A new chapter in this tragedy has struck: Fires, many of them likely set by arsonists, are destroying what remains of thousands of olive trees mortally infected by an olive tree strain of the Xylella fastidiosa, a dangerous bacterium native to Central America and threatening hundreds of species of plants around the world.
This is the second summer in a row where Xylella-infected olive trees are going up in flames in Salento, adding a dramatic and even hellish twist to a disaster that was already nearly incomprehensible for the people here.
Salvatore Mongiò, an olive mill owner and grower in Trepuzzi, is nearly the only person left in his town who makes olive oil. With a shake of his head, he said the fires are awful.
“We've moved on to the phase of destruction," he said.
The mass death of olives is deeply emotional and complicated for this part of Italy because the southern Apulia region historically was Italy's most productive olive oil region. Olive oil is central to life, as it was for the Greeks, Phoenicians and Byzantines who planted olives centuries ago in Salento, an Apulia sub-peninsula of the Italian peninsula and often referred to as the “heel” of the “boot.”
Mongiò drove slowly through the charred olive groves in the vicinity of Trepuzzi.
“Look here, this burned a couple of days ago,” he said, nodding at blackened carcasses of olive trees on the edge of town.
Ghostly groves extended for as far as the eye could see. He drove on ponderously.
“These trees were beautiful three years ago,” he said, passing a grove of leafless centuries-old trees, all of them dead or dying though spared still from fires. “They were vigorous, green, with foliage.”
This “phase of destruction,” as Mongiò calls the pyromania taking place all around him, is painful.
“Not almost, every day there have been fires,” he said. “It's vandalism, let's be clear. This should not be happening to the countryside.”
Systematic fires became a feature of the Xylella disaster last summer, but this year the pace of fires has picked up and local newspapers seem to be unable to keep up with all the reports of burning olives.

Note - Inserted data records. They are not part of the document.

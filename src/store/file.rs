// Copyright 2025 dentsusoken
//
// Licensed under the Apache License, Version 2.0 (the "License");
// you may not use this file except in compliance with the License.
// You may obtain a copy of the License at
//
//     http://www.apache.org/licenses/LICENSE-2.0
//
// Unless required by applicable law or agreed to in writing, software
// distributed under the License is distributed on an "AS IS" BASIS,
// WITHOUT WARRANTIES OR CONDITIONS OF ANY KIND, either express or implied.
// See the License for the specific language governing permissions and
// limitations under the License.

use crate::error::{ApiError, Result};
use crate::models::Release;
use crate::store::source::ReleaseSource;
use log::debug;
use std::fs::File;
use std::io::BufReader;
use std::path::PathBuf;

/// Reads a JSON array of releases from disk.
pub struct FileReleaseSource {
    path: PathBuf,
}

impl FileReleaseSource {
    pub fn new(path: PathBuf) -> Self {
        Self { path }
    }
}

impl ReleaseSource for FileReleaseSource {
    fn name(&self) -> &str {
        "Local File"
    }

    fn fetch_all(&self) -> Result<Vec<Release>> {
        let file = File::open(&self.path).map_err(|e| {
            ApiError::DataSource(format!(
                "Release snapshot not found at {}: {e}",
                self.path.display()
            ))
        })?;

        let releases: Vec<Release> =
            serde_json::from_reader(BufReader::new(file)).map_err(|e| {
                ApiError::DataSource(format!(
                    "Failed to parse {}: {e}",
                    self.path.display()
                ))
            })?;

        debug!(
            "Read {} releases from {}",
            releases.len(),
            self.path.display()
        );
        Ok(releases)
    }
}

Few if any people have been arrested, according to news reports. Officials with Apulia's regional government did not immediately return messages seeking comment about the fires.
Donato Boscia, a plant and Xylella researcher with the National Research Council of Italy, said most of the fires are lit by people.

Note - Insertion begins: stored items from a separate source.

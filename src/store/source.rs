// Copyright 2025 dentsusoken
//
// Licensed under the Apache License, Version 2.0 (the "License");
// you may not use this file except in compliance with the License.
// You may obtain a copy of the License at
//
//     http://www.apache.org/licenses/LICENSE-2.0
//
// Unless required by applicable law or agreed to in writing, software
// distributed under the License is distributed on an "AS IS" BASIS,
// WITHOUT WARRANTIES OR CONDITIONS OF ANY KIND, either express or implied.
// See the License for the specific language governing permissions and
// limitations under the License.

use crate::error::Result;
use crate::models::Release;

/// Where release snapshots come from.
pub trait ReleaseSource: Send + Sync {
    /// Human-readable name, used in log messages
    fn name(&self) -> &str;

    /// Fetch every release the source knows about
    fn fetch_all(&self) -> Result<Vec<Release>>;
}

“There are only a few cases of so-called 'auto-combustion,'” Boscia said in a telephone interview. “A fire erupts because someone has lit a match somewhere.”

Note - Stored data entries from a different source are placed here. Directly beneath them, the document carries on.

// Copyright 2025 dentsusoken
//
// Licensed under the Apache License, Version 2.0 (the "License");
// you may not use this file except in compliance with the License.
// You may obtain a copy of the License at
//
//     http://www.apache.org/licenses/LICENSE-2.0
//
// Unless required by applicable law or agreed to in writing, software
// distributed under the License is distributed on an "AS IS" BASIS,
// WITHOUT WARRANTIES OR CONDITIONS OF ANY KIND, either express or implied.
// See the License for the specific language governing permissions and
// limitations under the License.

use crate::error::{ApiError, Result};
use serde::{Deserialize, Serialize};
use std::str::FromStr;

#[derive(Debug, Clone, Copy, PartialEq, Eq, Hash, Serialize, Deserialize)]
#[serde(rename_all = "lowercase")]
pub enum Architecture {
    X64,
    X86,
    X32,
    Ppc64,
    Ppc64le,
    S390x,
    Aarch64,
    Arm,
    Sparcv9,
    Riscv64,
}

impl FromStr for Architecture {
    type Err = ApiError;

    fn from_str(s: &str) -> Result<Self> {
        match s.to_lowercase().as_str() {
            "x64" | "amd64" | "x86_64" => Ok(Architecture::X64),
            "x86" | "i386" | "i686" => Ok(Architecture::X86),
            "x32" => Ok(Architecture::X32),
            "ppc64" => Ok(Architecture::Ppc64),
            "ppc64le" => Ok(Architecture::Ppc64le),
            "s390x" => Ok(Architecture::S390x),
            "aarch64" | "arm64" => Ok(Architecture::Aarch64),
            "arm" | "arm32" => Ok(Architecture::Arm),
            "sparcv9" => Ok(Architecture::Sparcv9),
            "riscv64" => Ok(Architecture::Riscv64),
            _ => Err(ApiError::InvalidParameter(format!(
                "Unknown architecture: {s}"
            ))),
        }
    }
}

impl std::fmt::Display for Architecture {
    fn fmt(&self, f: &mut std::fmt::Formatter<'_>) -> std::fmt::Result {
        let arch = match self {
            Architecture::X64 => "x64",
            Architecture::X86 => "x86",
            Architecture::X32 => "x32",
            Architecture::Ppc64 => "ppc64",
            Architecture::Ppc64le => "ppc64le",
            Architecture::S390x => "s390x",
            Architecture::Aarch64 => "aarch64",
            Architecture::Arm => "arm",
            Architecture::Sparcv9 => "sparcv9",
            Architecture::Riscv64 => "riscv64",
        };
        write!(f, "{arch}")
    }
}

#[derive(Debug, Clone, Copy, PartialEq, Eq, Hash, Serialize, Deserialize)]
#[serde(rename_all = "lowercase")]
pub enum OperatingSystem {
    Linux,
    Windows,
    Mac,
    Solaris,
    Aix,
    #[serde(rename = "alpine-linux")]
    AlpineLinux,
}

impl FromStr for OperatingSystem {
    type Err = ApiError;

    fn from_str(s: &str) -> Result<Self> {
        match s.to_lowercase().as_str() {
            "linux" => Ok(OperatingSystem::Linux),
            "windows" | "win" => Ok(OperatingSystem::Windows),
            "mac" | "macos" | "darwin" => Ok(OperatingSystem::Mac),
            "solaris" => Ok(OperatingSystem::Solaris),
            "aix" => Ok(OperatingSystem::Aix),
            "alpine-linux" | "alpine_linux" | "alpine" => Ok(OperatingSystem::AlpineLinux),
            _ => Err(ApiError::InvalidParameter(format!(
                "Unknown operating system: {s}"
            ))),
        }
    }
}

impl std::fmt::Display for OperatingSystem {
    fn fmt(&self, f: &mut std::fmt::Formatter<'_>) -> std::fmt::Result {
        let os = match self {
            OperatingSystem::Linux => "linux",
            OperatingSystem::Windows => "windows",
            OperatingSystem::Mac => "mac",
            OperatingSystem::Solaris => "solaris",
            OperatingSystem::Aix => "aix",
            OperatingSystem::AlpineLinux => "alpine-linux",
        };
        write!(f, "{os}")
    }
}

/// C library a Linux binary is linked against.
#[derive(Debug, Clone, Copy, PartialEq, Eq, Hash, Serialize, Deserialize)]
#[serde(rename_all = "lowercase")]
pub enum CLib {
    Musl,
    Glibc,
}

impl FromStr for CLib {
    type Err = ApiError;

    fn from_str(s: &str) -> Result<Self> {
        match s.to_lowercase().as_str() {
            "musl" => Ok(CLib::Musl),
            "glibc" | "gnu" => Ok(CLib::Glibc),
            _ => Err(ApiError::InvalidParameter(format!("Unknown c_lib: {s}"))),
        }
    }
}

impl std::fmt::Display for CLib {
    fn fmt(&self, f: &mut std::fmt::Formatter<'_>) -> std::fmt::Result {
        match self {
            CLib::Musl => write!(f, "musl"),
            CLib::Glibc => write!(f, "glibc"),
        }
    }
}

It's a cruel sight to see the blackened groves around Trepuzzi, one of several areas in the provinces of Lecce and Brindisi hit hard by arsonists. Burnt trunks are toppled over on ground, split in two, three and four pieces.
Mongiò said people evidently see burning trees as an effective way to clear the land of Xylella-infected trees.
“When an olive tree catches on fire, it burns from the inside for days,” he said. “I saw some old trees catch on fire and the firemen doused the trees from morning to evening. The next day, the tree was still burning.”
Removing the millions of dead olive trees in Salento has proven problematic and costly. Most farmers have left their Xylella-hit trees standing right where they are, some waiting for the state to pay for their removal, others hoping their trees will miraculously come back to life. Trees are also extirpated by companies that use the wood in biomass-burning energy plants. Other firms remove trees to sell as firewood.